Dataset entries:
__________

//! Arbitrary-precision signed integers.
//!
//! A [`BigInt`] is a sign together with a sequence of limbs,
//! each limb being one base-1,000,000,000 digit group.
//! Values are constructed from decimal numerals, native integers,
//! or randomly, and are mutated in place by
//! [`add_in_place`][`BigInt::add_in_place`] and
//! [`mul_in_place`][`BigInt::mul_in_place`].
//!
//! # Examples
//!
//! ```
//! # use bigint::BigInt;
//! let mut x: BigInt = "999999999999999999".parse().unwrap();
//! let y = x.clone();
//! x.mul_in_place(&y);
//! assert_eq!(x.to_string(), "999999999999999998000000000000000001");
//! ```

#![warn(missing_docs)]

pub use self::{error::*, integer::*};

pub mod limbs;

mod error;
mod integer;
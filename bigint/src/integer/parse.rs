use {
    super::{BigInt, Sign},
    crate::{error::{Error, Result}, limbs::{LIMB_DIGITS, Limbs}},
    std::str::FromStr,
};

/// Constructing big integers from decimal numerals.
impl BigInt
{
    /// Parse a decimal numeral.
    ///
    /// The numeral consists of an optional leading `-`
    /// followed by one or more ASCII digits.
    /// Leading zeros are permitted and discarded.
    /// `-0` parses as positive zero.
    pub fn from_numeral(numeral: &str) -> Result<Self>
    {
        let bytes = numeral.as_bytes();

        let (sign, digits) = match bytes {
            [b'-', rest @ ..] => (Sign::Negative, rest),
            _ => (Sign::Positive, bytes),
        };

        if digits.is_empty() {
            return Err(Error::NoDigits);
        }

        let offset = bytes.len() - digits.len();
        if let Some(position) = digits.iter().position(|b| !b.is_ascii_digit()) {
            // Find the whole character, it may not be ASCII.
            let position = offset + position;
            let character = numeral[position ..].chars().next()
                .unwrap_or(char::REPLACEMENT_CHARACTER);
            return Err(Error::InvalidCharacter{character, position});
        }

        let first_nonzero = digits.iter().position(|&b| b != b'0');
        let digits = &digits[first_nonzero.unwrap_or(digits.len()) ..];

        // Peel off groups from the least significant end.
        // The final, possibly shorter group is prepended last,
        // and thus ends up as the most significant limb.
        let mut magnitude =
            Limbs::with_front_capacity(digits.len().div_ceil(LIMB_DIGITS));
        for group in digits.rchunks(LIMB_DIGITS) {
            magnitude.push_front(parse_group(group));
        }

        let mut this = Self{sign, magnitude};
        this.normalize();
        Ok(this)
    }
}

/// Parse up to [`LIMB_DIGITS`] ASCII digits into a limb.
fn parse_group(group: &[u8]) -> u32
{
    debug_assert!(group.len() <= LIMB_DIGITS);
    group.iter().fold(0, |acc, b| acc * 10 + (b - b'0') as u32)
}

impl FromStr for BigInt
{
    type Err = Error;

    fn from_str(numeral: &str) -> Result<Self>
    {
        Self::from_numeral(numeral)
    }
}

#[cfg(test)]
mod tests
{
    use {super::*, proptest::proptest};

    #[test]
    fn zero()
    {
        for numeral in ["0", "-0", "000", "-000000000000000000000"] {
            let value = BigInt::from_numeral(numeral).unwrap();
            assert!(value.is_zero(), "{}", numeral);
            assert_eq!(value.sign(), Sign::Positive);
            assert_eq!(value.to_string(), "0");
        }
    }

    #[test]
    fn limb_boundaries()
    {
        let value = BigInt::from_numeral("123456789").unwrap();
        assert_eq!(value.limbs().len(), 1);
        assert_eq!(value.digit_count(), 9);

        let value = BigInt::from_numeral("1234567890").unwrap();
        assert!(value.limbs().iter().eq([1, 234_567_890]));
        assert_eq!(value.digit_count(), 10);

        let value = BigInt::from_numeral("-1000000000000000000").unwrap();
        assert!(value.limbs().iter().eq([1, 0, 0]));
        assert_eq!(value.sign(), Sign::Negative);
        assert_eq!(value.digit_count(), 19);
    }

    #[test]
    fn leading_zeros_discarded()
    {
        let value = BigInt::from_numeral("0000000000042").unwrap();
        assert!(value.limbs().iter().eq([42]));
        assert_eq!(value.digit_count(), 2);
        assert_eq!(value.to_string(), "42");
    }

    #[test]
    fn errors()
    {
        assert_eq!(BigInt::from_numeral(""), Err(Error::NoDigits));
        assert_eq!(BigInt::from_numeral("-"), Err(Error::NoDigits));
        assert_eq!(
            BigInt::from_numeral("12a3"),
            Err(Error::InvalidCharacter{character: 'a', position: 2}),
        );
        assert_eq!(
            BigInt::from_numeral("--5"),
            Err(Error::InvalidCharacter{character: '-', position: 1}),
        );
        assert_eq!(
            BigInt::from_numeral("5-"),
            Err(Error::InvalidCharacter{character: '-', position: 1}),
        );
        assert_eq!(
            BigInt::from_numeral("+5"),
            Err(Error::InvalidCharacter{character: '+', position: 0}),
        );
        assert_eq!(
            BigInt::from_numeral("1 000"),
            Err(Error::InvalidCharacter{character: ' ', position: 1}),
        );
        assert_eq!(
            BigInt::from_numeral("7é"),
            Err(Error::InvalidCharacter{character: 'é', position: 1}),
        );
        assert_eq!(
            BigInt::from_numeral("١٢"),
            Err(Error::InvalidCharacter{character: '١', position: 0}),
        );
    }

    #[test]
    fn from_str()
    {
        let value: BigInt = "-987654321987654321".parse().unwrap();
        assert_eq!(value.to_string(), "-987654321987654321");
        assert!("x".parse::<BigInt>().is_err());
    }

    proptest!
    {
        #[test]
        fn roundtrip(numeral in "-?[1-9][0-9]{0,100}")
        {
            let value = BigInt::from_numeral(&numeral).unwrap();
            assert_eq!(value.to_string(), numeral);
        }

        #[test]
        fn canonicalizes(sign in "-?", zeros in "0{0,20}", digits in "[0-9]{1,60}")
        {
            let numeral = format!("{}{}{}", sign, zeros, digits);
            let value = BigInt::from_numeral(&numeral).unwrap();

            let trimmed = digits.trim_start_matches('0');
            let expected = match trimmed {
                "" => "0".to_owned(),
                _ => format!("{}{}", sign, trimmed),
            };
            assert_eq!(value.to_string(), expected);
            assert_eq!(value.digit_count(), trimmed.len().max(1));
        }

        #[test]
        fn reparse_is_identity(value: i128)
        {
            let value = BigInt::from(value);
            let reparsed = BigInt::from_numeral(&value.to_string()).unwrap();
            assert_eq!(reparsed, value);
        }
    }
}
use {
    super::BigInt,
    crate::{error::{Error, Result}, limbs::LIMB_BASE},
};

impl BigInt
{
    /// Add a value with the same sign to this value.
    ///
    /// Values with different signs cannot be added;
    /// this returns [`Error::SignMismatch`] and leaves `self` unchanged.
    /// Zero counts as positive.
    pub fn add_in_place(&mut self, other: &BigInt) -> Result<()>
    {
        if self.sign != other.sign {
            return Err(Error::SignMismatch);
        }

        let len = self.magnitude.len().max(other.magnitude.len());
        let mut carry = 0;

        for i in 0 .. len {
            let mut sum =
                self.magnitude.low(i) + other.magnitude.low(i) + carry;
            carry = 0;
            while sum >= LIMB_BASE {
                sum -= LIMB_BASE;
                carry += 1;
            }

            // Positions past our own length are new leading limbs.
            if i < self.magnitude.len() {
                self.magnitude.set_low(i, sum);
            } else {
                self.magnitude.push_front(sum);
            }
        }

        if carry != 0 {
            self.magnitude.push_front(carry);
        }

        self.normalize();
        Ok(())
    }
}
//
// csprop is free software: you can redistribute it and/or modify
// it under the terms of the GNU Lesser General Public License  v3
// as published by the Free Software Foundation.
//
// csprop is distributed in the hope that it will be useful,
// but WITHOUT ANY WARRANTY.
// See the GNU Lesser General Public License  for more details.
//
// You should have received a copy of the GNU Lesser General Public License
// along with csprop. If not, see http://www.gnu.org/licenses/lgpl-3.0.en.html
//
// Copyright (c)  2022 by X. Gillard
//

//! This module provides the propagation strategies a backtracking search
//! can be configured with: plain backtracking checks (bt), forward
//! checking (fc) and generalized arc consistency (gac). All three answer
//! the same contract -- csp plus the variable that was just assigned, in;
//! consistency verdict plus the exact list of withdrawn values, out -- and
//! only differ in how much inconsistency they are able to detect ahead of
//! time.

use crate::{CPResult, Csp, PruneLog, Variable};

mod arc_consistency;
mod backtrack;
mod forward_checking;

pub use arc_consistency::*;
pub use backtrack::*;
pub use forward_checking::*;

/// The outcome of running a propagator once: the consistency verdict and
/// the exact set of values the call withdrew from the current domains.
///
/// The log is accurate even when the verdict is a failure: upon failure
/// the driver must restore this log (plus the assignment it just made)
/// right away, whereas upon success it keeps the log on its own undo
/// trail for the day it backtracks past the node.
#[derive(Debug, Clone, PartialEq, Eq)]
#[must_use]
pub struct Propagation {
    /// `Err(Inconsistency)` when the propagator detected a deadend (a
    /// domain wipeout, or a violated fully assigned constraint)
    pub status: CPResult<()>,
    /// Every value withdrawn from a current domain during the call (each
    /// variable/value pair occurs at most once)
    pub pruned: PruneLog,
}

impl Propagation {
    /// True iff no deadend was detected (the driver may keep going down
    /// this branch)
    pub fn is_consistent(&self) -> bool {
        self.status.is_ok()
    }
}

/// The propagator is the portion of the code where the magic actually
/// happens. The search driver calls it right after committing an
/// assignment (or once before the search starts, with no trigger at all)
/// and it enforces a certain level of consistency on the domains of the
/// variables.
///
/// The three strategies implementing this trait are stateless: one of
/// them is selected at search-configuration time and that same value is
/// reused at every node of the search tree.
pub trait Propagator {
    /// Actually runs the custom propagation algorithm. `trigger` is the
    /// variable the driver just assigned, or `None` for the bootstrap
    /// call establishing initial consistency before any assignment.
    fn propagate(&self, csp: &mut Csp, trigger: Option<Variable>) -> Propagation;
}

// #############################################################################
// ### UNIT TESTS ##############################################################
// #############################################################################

__________

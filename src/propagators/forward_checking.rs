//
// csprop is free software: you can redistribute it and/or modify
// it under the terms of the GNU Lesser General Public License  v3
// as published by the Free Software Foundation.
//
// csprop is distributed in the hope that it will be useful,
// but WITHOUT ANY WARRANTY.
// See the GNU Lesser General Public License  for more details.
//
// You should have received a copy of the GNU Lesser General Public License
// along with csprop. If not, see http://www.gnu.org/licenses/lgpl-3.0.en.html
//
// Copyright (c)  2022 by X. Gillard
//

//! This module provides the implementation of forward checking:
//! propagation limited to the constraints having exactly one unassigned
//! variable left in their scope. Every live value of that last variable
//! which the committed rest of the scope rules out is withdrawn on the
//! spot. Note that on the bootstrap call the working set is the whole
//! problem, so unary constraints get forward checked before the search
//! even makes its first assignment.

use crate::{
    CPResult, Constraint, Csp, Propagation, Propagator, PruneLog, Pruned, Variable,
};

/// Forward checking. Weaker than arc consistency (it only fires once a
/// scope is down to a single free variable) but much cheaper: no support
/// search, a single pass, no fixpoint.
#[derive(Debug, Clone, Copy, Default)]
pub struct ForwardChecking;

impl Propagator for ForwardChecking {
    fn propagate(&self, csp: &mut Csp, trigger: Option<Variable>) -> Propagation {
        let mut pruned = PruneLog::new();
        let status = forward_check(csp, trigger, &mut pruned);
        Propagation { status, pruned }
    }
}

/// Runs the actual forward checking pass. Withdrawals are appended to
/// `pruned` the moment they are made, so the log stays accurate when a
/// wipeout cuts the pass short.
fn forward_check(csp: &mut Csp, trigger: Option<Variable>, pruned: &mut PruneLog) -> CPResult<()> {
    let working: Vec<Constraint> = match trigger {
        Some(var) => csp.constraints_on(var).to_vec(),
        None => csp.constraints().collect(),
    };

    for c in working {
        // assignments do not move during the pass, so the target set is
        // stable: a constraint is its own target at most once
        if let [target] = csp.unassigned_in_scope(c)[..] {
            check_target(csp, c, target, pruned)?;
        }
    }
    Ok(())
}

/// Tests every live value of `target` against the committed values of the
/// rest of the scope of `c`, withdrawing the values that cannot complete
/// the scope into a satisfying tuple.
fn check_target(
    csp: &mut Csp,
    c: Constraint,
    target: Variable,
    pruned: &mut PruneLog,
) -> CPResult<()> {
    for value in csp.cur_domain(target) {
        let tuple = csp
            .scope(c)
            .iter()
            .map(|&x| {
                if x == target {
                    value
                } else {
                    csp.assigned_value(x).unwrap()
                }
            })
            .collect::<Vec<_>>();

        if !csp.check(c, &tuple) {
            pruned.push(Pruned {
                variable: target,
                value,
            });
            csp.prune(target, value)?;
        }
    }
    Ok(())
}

__________

- _Goal of the exercise_
Every line above with the word "decimal" belongs in the answer, copied as written.

- _Task output_
//! Values are constructed from decimal numerals, native integers,
/// Constructing big integers from decimal numerals.
    /// Parse a decimal numeral.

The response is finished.